郝佳明掏出书包里的弹弓却说:“姐!这个不射鸟,我要用它来射生产队的这些坏人救姐姐出去。”
“没用的,明明!白天这里有个群众看守我,晚上生产队在礼堂的大门会上两把锁,我就是长了翅膀也飞不出去。”
郝佳丽说得一点也不夸张,生产队礼堂的窗户虽是木头结构,可那窗棂与窗框的木头粗得密得跟牛圈里的牛栏门一样的牢固,郝佳丽就是用刀削尖了脑袋与身子也钻不出去。
“姐!我自然有办法救你出去。”郝佳明仍在坚持:“我用弹弓跟射鸟一样射得群众头破血流,射得群众晕倒了,我就可以拿到群众身上的钥匙开门放姐出来了。”
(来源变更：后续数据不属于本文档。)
//! Keystroke coalescing
//!
//! Every qualifying keystroke records the current input value and restarts
//! the debounce timer, so a burst of typing produces a single drain once the
//! user pauses for the full delay.

use std::time::Duration;

use tokio::sync::mpsc::UnboundedSender;

use crate::timer::{TimerSlot, TimerToken};

use super::events::{Key, Wakeup};
use super::scheduler::RequestScheduler;

#[derive(Debug)]
pub struct QueryCoalescer {
    delay: Duration,
    debounce: TimerSlot,
}

impl QueryCoalescer {
    pub fn new(delay: Duration) -> Self {
        Self {
            delay,
            debounce: TimerSlot::new(),
        }
    }

    /// Record a keystroke
    ///
    /// Returns false for navigation keys, which are left to the keyboard
    /// navigation path.
    pub fn on_keystroke(
        &mut self,
        key: Key,
        value: &str,
        scheduler: &mut RequestScheduler,
        wakeups: &UnboundedSender<Wakeup>,
    ) -> bool {
        if key.is_navigation() {
            return false;
        }

        scheduler.enqueue(value);
        self.debounce.schedule(self.delay, wakeups, Wakeup::Debounce);
        true
    }

    /// Accept a debounce wakeup; false if it was superseded or cancelled
    pub fn fire(&mut self, token: TimerToken) -> bool {
        self.debounce.fire(token)
    }

    pub fn cancel(&mut self) -> bool {
        self.debounce.cancel()
    }

    pub fn is_armed(&self) -> bool {
        self.debounce.is_armed()
    }

    pub fn delay(&self) -> Duration {
        self.delay
    }
}

#[cfg(test)]
#[path = "coalescer_tests.rs"]
mod coalescer_tests;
郝佳丽一听急忙警告弟弟:“明明!不准你用弹弓射伤看守我的群众,否则,生产队的群众干部又不放过你了。”
郝佳丽知道如果弟弟再出事母亲陈凤会急疯掉。
“明明!回去好好照顾妈,听话,你要是再有什么事妈怎么办?”
“姐!那你呢?”
“我没事,生产队的干部关我几天就会放回家我,你把家里的事做好等我回去就行了。”
郝佳丽的语气尽量轻描淡写。
“那好吧,我就听你的回去照顾妈了。”
郝佳明说完收起弹弓放在书包里,离开礼堂的窗口打算回家,没走几步,又被郝佳丽叫得停住了脚步。
“明明!明明!你回来,姐还有事没说完。”
“什么事?姐!”郝佳明转身跑近礼堂的窗口,脸趴在窗台着急地问窗内的郝佳丽。
郝佳丽交代弟弟:“明明!家里没米了,你再去舅舅家拿这几天的米煮给你自己跟妈两个人吃,猪圈的猪你不会煮猪潲,你直接从地里割了草跟青菜每餐丢进潲盆里,猪饿起来了生的熟的它都会吃。”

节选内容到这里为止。